Lifeboat Podcast for iTunes
We are looking for someone to pledge a $2,500 matching grant to help launch this grant which will develop an entertaining and informative commercial for Lifeboat Foundation that will be a free podcast on iTunes. The grant page is at http://lifeboat.com/ex/grant2 and you can make donations at https://lifeboat.com/ex/donations
Scientific Advisory Board News
Suwan Jayasinghe, who has developed a process for printing out brain cells, and Se-Jin Lee, inventor of an inhibitor of myostatin which increases the muscle mass in mice by 60 percent, are some of the recent people to join our Scientific Advisory Board.
Dr. Suwan Jayasinghe
The NewScientist.com article "Missing a few brain cells? Print new ones"
said "A printer that spits out ultra-fine droplets of cells instead of
ink has been used to print live brain cells without causing them any
apparent harm.
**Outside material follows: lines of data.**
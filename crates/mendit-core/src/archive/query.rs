//! Searching, filtering and summarizing the archive for display.

use std::fmt;
use std::str::FromStr;

use serde::Serialize;

use mendit_types::mediation::MediationResult;

/// Facet filter applied to archived mediations.
#[derive(Debug, Clone, PartialEq, Eq, Default)]
pub enum ArchiveFilter {
    #[default]
    All,
    Healed,
    Unhealed,
    /// Only mediations with this relationship tag.
    Relationship(String),
}

impl ArchiveFilter {
    pub fn matches(&self, result: &MediationResult) -> bool {
        match self {
            ArchiveFilter::All => true,
            ArchiveFilter::Healed => result.is_healed(),
            ArchiveFilter::Unhealed => !result.is_healed(),
            ArchiveFilter::Relationship(tag) => result.relationship == *tag,
        }
    }
}

impl fmt::Display for ArchiveFilter {
    fn fmt(&self, f: &mut fmt::Formatter<'_>) -> fmt::Result {
        match self {
            ArchiveFilter::All => write!(f, "all"),
            ArchiveFilter::Healed => write!(f, "healed"),
            ArchiveFilter::Unhealed => write!(f, "unhealed"),
            ArchiveFilter::Relationship(tag) => write!(f, "{tag}"),
        }
    }
}

/// Parses `all`, `healed`, `unhealed`; anything else is a relationship tag.
impl FromStr for ArchiveFilter {
    type Err = String;

    fn from_str(s: &str) -> Result<Self, Self::Err> {
        let value = s.trim().to_lowercase();
        match value.as_str() {
            "" => Err("empty archive filter".to_string()),
            "all" => Ok(ArchiveFilter::All),
            "healed" => Ok(ArchiveFilter::Healed),
            "unhealed" => Ok(ArchiveFilter::Unhealed),
            _ => Ok(ArchiveFilter::Relationship(value)),
        }
    }
}

/// Search text plus facet filter.
#[derive(Debug, Clone, Default)]
pub struct ArchiveQuery {
    pub search: String,
    pub filter: ArchiveFilter,
}

impl ArchiveQuery {
    pub fn new(search: impl Into<String>, filter: ArchiveFilter) -> Self {
        Self {
            search: search.into(),
            filter,
        }
    }

    /// Case-insensitive match on the peace plan or anyone's name.
    /// An empty search matches everything.
    pub fn matches_search(&self, result: &MediationResult) -> bool {
        let needle = self.search.trim().to_lowercase();
        if needle.is_empty() {
            return true;
        }

        let in_plan = result
            .peace_plan
            .as_deref()
            .is_some_and(|plan| plan.to_lowercase().contains(&needle));

        in_plan
            || result
                .people_names()
                .iter()
                .any(|name| name.to_lowercase().contains(&needle))
    }

    pub fn matches(&self, result: &MediationResult) -> bool {
        self.filter.matches(result) && self.matches_search(result)
    }

    /// Matching results, newest first.
    pub fn apply<'a>(&self, archive: &'a [MediationResult]) -> Vec<&'a MediationResult> {
        let mut hits: Vec<&MediationResult> =
            archive.iter().filter(|r| self.matches(r)).collect();
        hits.sort_by(|a, b| b.date.cmp(&a.date));
        hits
    }
}

/// Counts shown in the archive header.
#[derive(Debug, Clone, Copy, PartialEq, Eq, Serialize)]
pub struct ArchiveStats {
    pub total: usize,
    pub healed: usize,
}

impl ArchiveStats {
    pub fn from_results(archive: &[MediationResult]) -> Self {
        Self {
            total: archive.len(),
            healed: archive.iter().filter(|r| r.is_healed()).count(),
        }
    }

    pub fn unhealed(&self) -> usize {
        self.total - self.healed
    }
}

#[cfg(test)]
mod tests {
    use super::*;
    use chrono::{TimeZone, Utc};
    use mendit_types::chat::Participant;
    use mendit_types::mediation::HealingReflection;
    use mendit_types::person::Person;

    fn reflection() -> HealingReflection {
        HealingReflection {
            journal: "better now".into(),
            mood: "Hopeful".into(),
            mood_color: "from-yellow-400 to-orange-400".into(),
        }
    }

    fn archive() -> Vec<MediationResult> {
        let mut written = MediationResult::new(
            "w1",
            Utc.with_ymd_and_hms(2024, 1, 10, 9, 0, 0).unwrap(),
            "couple",
            "funny",
        );
        written.persons = Some(vec![Person::new("Maria", "x"), Person::new("Tom", "y")]);
        written.peace_plan = Some("🎭 The Comedy Peace Plan".into());

        let mut live = MediationResult::new(
            "l1",
            Utc.with_ymd_and_hms(2024, 3, 2, 9, 0, 0).unwrap(),
            "friends",
            "compassionate",
        );
        live.participants = Some(vec![
            Participant::new("existing-user", "Alex", "c1"),
            Participant::new("u2", "Jordan", "c2"),
        ]);
        let live = live.healed(reflection());

        let mut family = MediationResult::new(
            "f1",
            Utc.with_ymd_and_hms(2024, 2, 5, 9, 0, 0).unwrap(),
            "family",
            "formal",
        );
        family.persons = Some(vec![Person::new("Grandma", "z")]);
        family.peace_plan = Some("📑 The Family Governance Structure".into());

        vec![written, live, family]
    }

    fn ids(hits: &[&MediationResult]) -> Vec<String> {
        hits.iter().map(|r| r.id.clone()).collect()
    }

    #[test]
    fn test_empty_query_sorts_newest_first() {
        let archive = archive();
        let hits = ArchiveQuery::default().apply(&archive);
        assert_eq!(ids(&hits), vec!["l1", "f1", "w1"]);
    }

    #[test]
    fn test_search_person_name_case_insensitive() {
        let archive = archive();
        let hits = ArchiveQuery::new("maRIA", ArchiveFilter::All).apply(&archive);
        assert_eq!(ids(&hits), vec!["w1"]);
    }

    #[test]
    fn test_search_participant_name() {
        let archive = archive();
        let hits = ArchiveQuery::new("jordan", ArchiveFilter::All).apply(&archive);
        assert_eq!(ids(&hits), vec!["l1"]);
    }

    #[test]
    fn test_search_peace_plan_text() {
        let archive = archive();
        let hits = ArchiveQuery::new("governance", ArchiveFilter::All).apply(&archive);
        assert_eq!(ids(&hits), vec!["f1"]);
    }

    #[test]
    fn test_healed_filters() {
        let archive = archive();
        let healed = ArchiveQuery::new("", ArchiveFilter::Healed).apply(&archive);
        assert_eq!(ids(&healed), vec!["l1"]);
        let unhealed = ArchiveQuery::new("", ArchiveFilter::Unhealed).apply(&archive);
        assert_eq!(ids(&unhealed), vec!["f1", "w1"]);
    }

    #[test]
    fn test_relationship_filter_with_search() {
        let archive = archive();
        let filter: ArchiveFilter = "Couple".parse().unwrap();
        assert_eq!(filter, ArchiveFilter::Relationship("couple".into()));
        assert_eq!(ids(&ArchiveQuery::new("", filter.clone()).apply(&archive)), vec!["w1"]);
        assert!(ArchiveQuery::new("grandma", filter).apply(&archive).is_empty());
    }

    #[test]
    fn test_filter_parse() {
        assert_eq!("ALL".parse::<ArchiveFilter>().unwrap(), ArchiveFilter::All);
        assert_eq!(" healed ".parse::<ArchiveFilter>().unwrap(), ArchiveFilter::Healed);
        assert!("  ".parse::<ArchiveFilter>().is_err());
    }

    #[test]
    fn test_stats() {
        let stats = ArchiveStats::from_results(&archive());
        assert_eq!(stats, ArchiveStats { total: 3, healed: 1 });
        assert_eq!(stats.unhealed(), 2);
        assert_eq!(ArchiveStats::from_results(&[]).total, 0);
    }

    #[test]
    fn test_search_finds_live_session_summary() {
        let session = crate::session::live::joined_session("ABC123", "me", "Jordan").unwrap();
        let result = crate::mediation::session_summary(&session);
        let archive = vec![result];

        let query = ArchiveQuery::new("live mediation session completed", ArchiveFilter::All);
        assert_eq!(query.apply(&archive).len(), 1);

        let query = ArchiveQuery::new("FRIENDS RELATIONSHIP", ArchiveFilter::Relationship("friends".into()));
        assert_eq!(query.apply(&archive).len(), 1);
    }
}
The technique could open up the possibility of building
replacement tissue cell by cell, giving doctors complete control over
the tissue they graft.
The device is a variant of a conventional ink-jet printer. Instead of
forcing individual droplets of ink through a needle-shaped nozzle and
onto the page, the cell printer uses a powerful electric field to
produce droplets just a few micrometres in diameter, far smaller than is
achievable by other means...
The 'electro-spray', developed by Suwan Jayasinghe of University College
London along with Peter Eagles and Amer Qureshi at King's College
London, has for the first time been able to produce droplets as small as
a few micrometres in diameter, each containing only a handful of living
cells."
Dr. Suwan Jayasinghe started his academic career in the Mechanical
Engineering Department at Brunel University where he was awarded both
his first and second degrees in Engineering. He then joined the
Materials Department at Queen Mary, University of London where he read
for his doctorate in Engineering, which he completed in 2002. In January
2005 he was awarded a RCUK Academic Fellowship (Professor Sir Gareth
Roberts Academic Fellow). He has published over 35 papers in
peer-reviewed journals and has given talks in China, Australia, USA and
in Europe.
Suwan was awarded the following medals at the Houses of Parliament,
United Kingdom: The De Montfort Medal for excellence in Science,
Engineering, Medicine and Technology and The Leonardo Da Vinci Gold
Medal for excellence in Engineering Sciences.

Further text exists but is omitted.